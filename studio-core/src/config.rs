use std::{
    env::{self, VarError},
    fs::File,
    path::PathBuf,
    time::Duration,
};

use platform_dirs::AppDirs;
use serde::{Deserialize, Serialize};

use crate::error::ConfigError;

const APP_NAME: &str = "WatchWish Studio";
const CONFIG_FILENAME: &str = "config.json";
const API_BASE_ENV_VAR: &str = "STUDIO_API_BASE";

#[derive(Clone, Debug, PartialEq, Serialize, Deserialize)]
#[serde(default)]
pub struct Config {
    /// Origin the dashboard API lives under, without a trailing slash.
    pub api_base: String,
    pub timeout_secs: u64,
    pub fetch_threads: usize,
    pub page_size: usize,
    pub top_limit: usize,
    pub cache_capacity: usize,
    pub health_interval_secs: u64,
    /// Opaque credential sent as `X-CSRFToken` with the simulate action.
    pub csrf_token: Option<String>,
}

impl Default for Config {
    fn default() -> Self {
        Self {
            api_base: "http://127.0.0.1:8000".to_string(),
            timeout_secs: 5,
            fetch_threads: 4,
            page_size: 12,
            top_limit: 10,
            cache_capacity: 64,
            health_interval_secs: 10,
            csrf_token: None,
        }
    }
}

impl Config {
    fn app_dirs() -> Option<AppDirs> {
        const USE_XDG_ON_MACOS: bool = false;

        AppDirs::new(Some(APP_NAME), USE_XDG_ON_MACOS)
    }

    pub fn config_dir() -> Option<PathBuf> {
        Self::app_dirs().map(|dirs| dirs.config_dir)
    }

    fn config_path() -> Option<PathBuf> {
        Self::config_dir().map(|dir| dir.join(CONFIG_FILENAME))
    }

    /// Read the config file, if there is one, and apply environment overrides.
    pub fn load() -> Result<Option<Config>, ConfigError> {
        let path = Self::config_path().ok_or(ConfigError::NoConfigDir)?;
        let override_base = Self::api_base_override();
        let mut config = if let Ok(file) = File::open(&path) {
            log::info!("loading config: {:?}", &path);
            serde_json::from_reader::<_, Config>(file)?
        } else if override_base.is_some() {
            Config::default()
        } else {
            return Ok(None);
        };
        if let Some(api_base) = override_base {
            config.api_base = api_base;
        }
        Ok(Some(config))
    }

    /// Like `load`, but never fails: errors are logged and defaults are used.
    pub fn load_or_default() -> Config {
        match Self::load() {
            Ok(config) => config.unwrap_or_default(),
            Err(err) => {
                log::error!("failed to load config, using defaults: {err}");
                Config::default()
            }
        }
    }

    fn api_base_override() -> Option<String> {
        env::var(API_BASE_ENV_VAR).map_or_else(
            |err| match err {
                VarError::NotPresent => None,
                VarError::NotUnicode(_) => {
                    log::error!("{API_BASE_ENV_VAR} is not a valid unicode");
                    None
                }
            },
            |url| Some(url.trim_end_matches('/').to_string()),
        )
    }

    pub fn timeout(&self) -> Duration {
        Duration::from_secs(self.timeout_secs.max(1))
    }

    pub fn health_interval(&self) -> Duration {
        Duration::from_secs(self.health_interval_secs.max(1))
    }
}
use std::num::NonZeroUsize;

use lru::LruCache;
use parking_lot::Mutex;
use serde_json::Value;
use url::form_urlencoded;

use super::request::RequestBuilder;

/// In-memory store of the last good `data` payload per request.  Used as the
/// first fallback when a fetch fails, before falling back to demo data.
pub struct ResponseCache {
    entries: Mutex<LruCache<String, Value>>,
}

impl ResponseCache {
    pub fn new(capacity: usize) -> Self {
        let capacity = NonZeroUsize::new(capacity).unwrap_or(NonZeroUsize::MIN);
        Self {
            entries: Mutex::new(LruCache::new(capacity)),
        }
    }

    pub fn get(&self, request: &RequestBuilder) -> Option<Value> {
        self.entries.lock().get(&Self::key(request)).cloned()
    }

    pub fn set(&self, request: &RequestBuilder, data: Value) {
        self.entries.lock().put(Self::key(request), data);
    }

    pub fn len(&self) -> usize {
        self.entries.lock().len()
    }

    pub fn is_empty(&self) -> bool {
        self.len() == 0
    }

    /// Endpoint plus parameters, sorted and form-encoded so that values
    /// containing `&` or `=` can't collide with other parameter sets.
    fn key(request: &RequestBuilder) -> String {
        let mut queries: Vec<_> = request.get_queries().iter().collect();
        queries.sort();
        form_urlencoded::Serializer::new(String::new())
            .append_pair("endpoint", request.endpoint().as_str())
            .extend_pairs(queries.into_iter().map(|(k, v)| (k.as_str(), v.as_str())))
            .finish()
    }
}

• **Task prompt**
In the lines above, every record is to be repeated exactly.

• **Task output**
filename studio-core/src/config.rs
use std::{
    env::{self, VarError},
    fs::File,
    path::PathBuf,
    time::Duration,
};

use platform_dirs::AppDirs;
use serde::{Deserialize, Serialize};

use crate::error::ConfigError;

const APP_NAME: &str = "WatchWish Studio";
const CONFIG_FILENAME: &str = "config.json";
const API_BASE_ENV_VAR: &str = "STUDIO_API_BASE";

#[derive(Clone, Debug, PartialEq, Serialize, Deserialize)]
#[serde(default)]
pub struct Config {
    /// Origin the dashboard API lives under, without a trailing slash.
    pub api_base: String,
    pub timeout_secs: u64,
    pub fetch_threads: usize,
    pub page_size: usize,
    pub top_limit: usize,
    pub cache_capacity: usize,
    pub health_interval_secs: u64,
    /// Opaque credential sent as `X-CSRFToken` with the simulate action.
    pub csrf_token: Option<String>,
}

impl Default for Config {
    fn default() -> Self {
        Self {
            api_base: "http://127.0.0.1:8000".to_string(),
            timeout_secs: 5,
            fetch_threads: 4,
            page_size: 12,
            top_limit: 10,
            cache_capacity: 64,
            health_interval_secs: 10,
            csrf_token: None,
        }
    }
}

impl Config {
    fn app_dirs() -> Option<AppDirs> {
        const USE_XDG_ON_MACOS: bool = false;

        AppDirs::new(Some(APP_NAME), USE_XDG_ON_MACOS)
    }

    pub fn config_dir() -> Option<PathBuf> {
        Self::app_dirs().map(|dirs| dirs.config_dir)
    }

    fn config_path() -> Option<PathBuf> {
        Self::config_dir().map(|dir| dir.join(CONFIG_FILENAME))
    }

    /// Read the config file, if there is one, and apply environment overrides.
    pub fn load() -> Result<Option<Config>, ConfigError> {
        let path = Self::config_path().ok_or(ConfigError::NoConfigDir)?;
        let override_base = Self::api_base_override();
        let mut config = if let Ok(file) = File::open(&path) {
            log::info!("loading config: {:?}", &path);
            serde_json::from_reader::<_, Config>(file)?
        } else if override_base.is_some() {
            Config::default()
        } else {
            return Ok(None);
        };
        if let Some(api_base) = override_base {
            config.api_base = api_base;
        }
        Ok(Some(config))
    }

    /// Like `load`, but never fails: errors are logged and defaults are used.
    pub fn load_or_default() -> Config {
        match Self::load() {
            Ok(config) => config.unwrap_or_default(),
            Err(err) => {
                log::error!("failed to load config, using defaults: {err}");
                Config::default()
            }
        }
    }

    fn api_base_override() -> Option<String> {
        env::var(API_BASE_ENV_VAR).map_or_else(
            |err| match err {
                VarError::NotPresent => None,
                VarError::NotUnicode(_) => {
                    log::error!("{API_BASE_ENV_VAR} is not a valid unicode");
                    None
                }
            },
            |url| Some(url.trim_end_matches('/').to_string()),
        )
    }

    pub fn timeout(&self) -> Duration {
        Duration::from_secs(self.timeout_secs.max(1))
    }

    pub fn health_interval(&self) -> Duration {
        Duration::from_secs(self.health_interval_secs.max(1))
    }
}
use std::num::NonZeroUsize;

use lru::LruCache;
use parking_lot::Mutex;
use serde_json::Value;
use url::form_urlencoded;

use super::request::RequestBuilder;

/// In-memory store of the last good `data` payload per request.  Used as the
/// first fallback when a fetch fails, before falling back to demo data.
pub struct ResponseCache {
    entries: Mutex<LruCache<String, Value>>,
}

impl ResponseCache {
    pub fn new(capacity: usize) -> Self {
        let capacity = NonZeroUsize::new(capacity).unwrap_or(NonZeroUsize::MIN);
        Self {
            entries: Mutex::new(LruCache::new(capacity)),
        }
    }

    pub fn get(&self, request: &RequestBuilder) -> Option<Value> {
        self.entries.lock().get(&Self::key(request)).cloned()
    }

    pub fn set(&self, request: &RequestBuilder, data: Value) {
        self.entries.lock().put(Self::key(request), data);
    }

    pub fn len(&self) -> usize {
        self.entries.lock().len()
    }

    pub fn is_empty(&self) -> bool {
        self.len() == 0
    }

    /// Endpoint plus parameters, sorted and form-encoded so that values
    /// containing `&` or `=` can't collide with other parameter sets.
    fn key(request: &RequestBuilder) -> String {
        let mut queries: Vec<_> = request.get_queries().iter().collect();
        queries.sort();
        form_urlencoded::Serializer::new(String::new())
            .append_pair("endpoint", request.endpoint().as_str())
            .extend_pairs(queries.into_iter().map(|(k, v)| (k.as_str(), v.as_str())))
            .finish()
    }
}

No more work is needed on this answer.